> _Input_:
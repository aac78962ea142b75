//! Staging and committing fetched bytes.
//!
//! Bytes stream into `<root>/.staging/<provider>-<hex id>.part` while being
//! hashed, so no reader ever sees a partial file in the tree. Bundles are
//! split into one staged file per setup first. Commit then claims each hash
//! in the deduplicator and renames the staged file into place, all under
//! the deduplicator lock, so two units with identical content cannot both
//! be written.

use std::path::{Path, PathBuf};

use futures_util::StreamExt;
use sha2::{Digest, Sha256};
use tokio::fs::File;
use tokio::io::{AsyncWriteExt, BufWriter};
use tracing::{debug, warn};

use super::UnitContext;
use crate::dedup::Claim;
use crate::download::constants::STAGING_DIR;
use crate::download::error::AcquireError;
use crate::download::filename::{resolve_unique_path, sanitize_filename};
use crate::download::lock;
use crate::provider::{AcquirableItem, FetchedAsset, Packaging};

/// A fully received, hashed body waiting in the staging directory.
#[derive(Debug)]
pub(super) struct StagedAsset {
    pub(super) path: PathBuf,
    pub(super) hash: String,
    pub(super) size: u64,
    pub(super) filename: String,
    /// Car folder chosen for a bundle member; `None` uses the item's subject.
    pub(super) subject: Option<String>,
    pub(super) packaging: Packaging,
}

/// What a commit did with the staged bytes.
#[derive(Debug, Clone, PartialEq, Eq)]
pub(super) enum CommitOutcome {
    /// Placed at `path`.
    Written { path: PathBuf, bytes: u64 },
    /// Identical content already at `existing`; nothing written.
    Duplicate { existing: PathBuf },
}

impl CommitOutcome {
    fn stored_path(&self) -> &Path {
        match self {
            Self::Written { path, .. } => path,
            Self::Duplicate { existing } => existing,
        }
    }
}

/// Per-item staging file, unique per `(provider, id)`.
///
/// The id is hex-encoded rather than sanitised: sanitising maps distinct ids
/// such as `a/b` and `a_b` to the same name.
pub(super) fn staging_path(root: &Path, item: &AcquirableItem) -> PathBuf {
    root.join(STAGING_DIR).join(format!(
        "{}-{}.part",
        sanitize_filename(&item.provider),
        hex::encode(item.id.as_bytes())
    ))
}

/// Streams `asset` into `path`, hashing as it goes.
///
/// The staging file is removed on every failure.
pub(super) async fn stage(asset: FetchedAsset, path: &Path) -> Result<StagedAsset, AcquireError> {
    let result = write_body(asset, path).await;
    if result.is_err() {
        remove_quietly(path);
    }
    result
}

async fn write_body(asset: FetchedAsset, path: &Path) -> Result<StagedAsset, AcquireError> {
    let FetchedAsset {
        suggested_filename,
        content_length,
        packaging,
        mut body,
    } = asset;

    if let Some(parent) = path.parent() {
        tokio::fs::create_dir_all(parent)
            .await
            .map_err(|e| AcquireError::io(parent, e))?;
    }

    let file = File::create(path)
        .await
        .map_err(|e| AcquireError::io(path, e))?;
    let mut writer = BufWriter::new(file);
    let mut hasher = Sha256::new();
    let mut size: u64 = 0;

    while let Some(chunk) = body.next().await {
        let chunk = chunk?;
        writer
            .write_all(&chunk)
            .await
            .map_err(|e| AcquireError::io(path, e))?;
        hasher.update(&chunk);
        size += chunk.len() as u64;
    }

    writer.flush().await.map_err(|e| AcquireError::io(path, e))?;
    writer
        .into_inner()
        .sync_all()
        .await
        .map_err(|e| AcquireError::io(path, e))?;

    if let Some(expected) = content_length
        && expected != size
    {
        return Err(AcquireError::Integrity {
            path: path.to_path_buf(),
            expected_bytes: expected,
            actual_bytes: size,
        });
    }
    if size == 0 {
        return Err(AcquireError::EmptyBody {
            path: path.to_path_buf(),
        });
    }

    Ok(StagedAsset {
        path: path.to_path_buf(),
        hash: hex::encode(hasher.finalize()),
        size,
        filename: suggested_filename,
        subject: None,
        packaging,
    })
}

/// Places each staged file under its directory (or recognises it as a
/// duplicate), then records every stored path in the ledger and flushes both
/// stores.
///
/// Blocking; run on the blocking pool. Locks are taken one at a time. When a
/// placement fails, the files not yet placed are removed from staging and
/// nothing is recorded.
pub(super) fn commit(
    ctx: &UnitContext,
    item: &AcquirableItem,
    members: &[(StagedAsset, PathBuf)],
) -> Result<Vec<CommitOutcome>, AcquireError> {
    let mut owned = lock(&ctx.state)
        .lookup(&item.provider, &item.id)
        .map(|entry| entry.paths.clone())
        .unwrap_or_default();

    let mut outcomes = Vec::with_capacity(members.len());
    for (index, (staged, dest_dir)) in members.iter().enumerate() {
        match place(ctx, staged, dest_dir, &owned) {
            Ok(outcome) => {
                // A path reused for one member is no longer free for the next.
                if let CommitOutcome::Written { path, .. } = &outcome {
                    owned.retain(|o| o != path);
                }
                outcomes.push(outcome);
            }
            Err(e) => {
                for (pending, _) in &members[index..] {
                    remove_quietly(&pending.path);
                }
                return Err(e);
            }
        }
    }

    let stored: Vec<PathBuf> = outcomes
        .iter()
        .map(|outcome| outcome.stored_path().to_path_buf())
        .collect();
    {
        let mut state = lock(&ctx.state);
        state.record_all(item, &stored)?;
        state.flush()?;
    }

    if let Err(e) = lock(&ctx.dedup).cache_mut().flush() {
        warn!(error = %e, "failed to flush hash cache");
    }

    Ok(outcomes)
}

fn place(
    ctx: &UnitContext,
    staged: &StagedAsset,
    dest_dir: &Path,
    owned: &[PathBuf],
) -> Result<CommitOutcome, AcquireError> {
    let mut dedup = lock(&ctx.dedup);

    let known = dedup.find_by_hash(&staged.hash).map(Path::to_path_buf);
    if let Some(existing) = known {
        drop(dedup);
        debug!(existing = %existing.display(), "identical file already present");
        remove_quietly(&staged.path);
        return Ok(CommitOutcome::Duplicate { existing });
    }

    std::fs::create_dir_all(dest_dir).map_err(|e| AcquireError::io(dest_dir, e))?;
    let target = resolve_unique_path(dest_dir, &staged.filename, owned);

    // The target may hold this item's previous revision.
    dedup.remove_from_index(&target);
    if let Claim::Existing(existing) = dedup.claim(&staged.hash, &target) {
        drop(dedup);
        remove_quietly(&staged.path);
        return Ok(CommitOutcome::Duplicate { existing });
    }

    if let Err(e) = std::fs::rename(&staged.path, &target) {
        dedup.release(&staged.hash, &target);
        return Err(AcquireError::io(&target, e));
    }
    dedup.cache_mut().record_known(&target, &staged.hash)?;

    Ok(CommitOutcome::Written {
        path: target,
        bytes: staged.size,
    })
}

pub(super) fn remove_quietly(path: &Path) {
    if let Err(e) = std::fs::remove_file(path)
        && e.kind() != std::io::ErrorKind::NotFound
    {
        warn!(path = %path.display(), error = %e, "failed to remove staging file");
    }
}

/// Removes staging leftovers from an earlier, interrupted run.
pub(super) fn clear_staging(root: &Path) {
    let staging = root.join(STAGING_DIR);
    if !staging.exists() {
        return;
    }
    match std::fs::remove_dir_all(&staging) {
        Ok(()) => debug!(path = %staging.display(), "cleared stale staging directory"),
        Err(e) => warn!(path = %staging.display(), error = %e, "failed to clear staging directory"),
    }
}

#[cfg(test)]
#[allow(clippy::unwrap_used)]
mod tests {
    use futures_util::stream;
    use tempfile::TempDir;

    use super::*;
    use crate::dedup::hash_bytes;
    use crate::provider::ProviderError;

    fn asset_with_chunks(chunks: Vec<Result<Vec<u8>, ProviderError>>, length: Option<u64>) -> FetchedAsset {
        FetchedAsset {
            suggested_filename: "a.sto".to_string(),
            content_length: length,
            packaging: Packaging::Plain,
            body: stream::iter(chunks).boxed(),
        }
    }

    // ==================== Staging Tests ====================

    #[tokio::test]
    async fn test_stage_hashes_streamed_chunks() {
        let temp = TempDir::new().unwrap();
        let path = temp.path().join(".staging").join("gofast-1.part");
        let asset = asset_with_chunks(vec![Ok(b"ab".to_vec()), Ok(b"cd".to_vec())], Some(4));

        let staged = stage(asset, &path).await.unwrap();
        assert_eq!(staged.size, 4);
        assert_eq!(staged.hash, hash_bytes(b"abcd"));
        assert_eq!(std::fs::read(&path).unwrap(), b"abcd");
        assert_eq!(staged.subject, None);
    }

    #[tokio::test]
    async fn test_stage_carries_packaging() {
        let temp = TempDir::new().unwrap();
        let path = temp.path().join("x.part");
        let asset = asset_with_chunks(vec![Ok(b"PK".to_vec())], None).zipped();

        let staged = stage(asset, &path).await.unwrap();
        assert_eq!(staged.packaging, Packaging::Zip);
    }

    #[tokio::test]
    async fn test_stage_length_mismatch_removes_file() {
        let temp = TempDir::new().unwrap();
        let path = temp.path().join("x.part");
        let asset = asset_with_chunks(vec![Ok(b"ab".to_vec())], Some(10));

        let err = stage(asset, &path).await.unwrap_err();
        assert!(matches!(err, AcquireError::Integrity { expected_bytes: 10, actual_bytes: 2, .. }));
        assert!(!path.exists());
    }

    #[tokio::test]
    async fn test_stage_stream_error_removes_file() {
        let temp = TempDir::new().unwrap();
        let path = temp.path().join("x.part");
        let asset = asset_with_chunks(
            vec![Ok(b"ab".to_vec()), Err(ProviderError::transient("reset"))],
            None,
        );

        let err = stage(asset, &path).await.unwrap_err();
        assert!(matches!(err, AcquireError::Provider(_)));
        assert!(!path.exists());
    }

    #[tokio::test]
    async fn test_stage_rejects_empty_body() {
        let temp = TempDir::new().unwrap();
        let path = temp.path().join("x.part");
        let err = stage(asset_with_chunks(vec![], None), &path).await.unwrap_err();
        assert!(matches!(err, AcquireError::EmptyBody { .. }));
    }

    fn item_with_id(id: &str) -> AcquirableItem {
        AcquirableItem {
            provider: "gofast".to_string(),
            id: id.to_string(),
            subject: "car".to_string(),
            location: "spa".to_string(),
            category_hint: None,
            revision: String::new(),
            series: None,
            season: None,
            handle: crate::provider::FetchHandle::new("h"),
        }
    }

    #[test]
    fn test_staging_path_is_per_item() {
        assert_eq!(
            staging_path(Path::new("/root"), &item_with_id("42/x")),
            PathBuf::from("/root/.staging/gofast-34322f78.part")
        );
    }

    #[test]
    fn test_staging_path_keeps_ids_apart_that_sanitise_alike() {
        let root = Path::new("/root");
        let slash = staging_path(root, &item_with_id("a/b"));
        let underscore = staging_path(root, &item_with_id("a_b"));
        assert_ne!(slash, underscore);
        assert_eq!(slash.parent(), underscore.parent());
    }
}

> _Task description_: Whenever the string "removed" shows up in a line above, copy that line.

> _Result_:
/// The staging file is removed on every failure.
/// placement fails, the files not yet placed are removed from staging and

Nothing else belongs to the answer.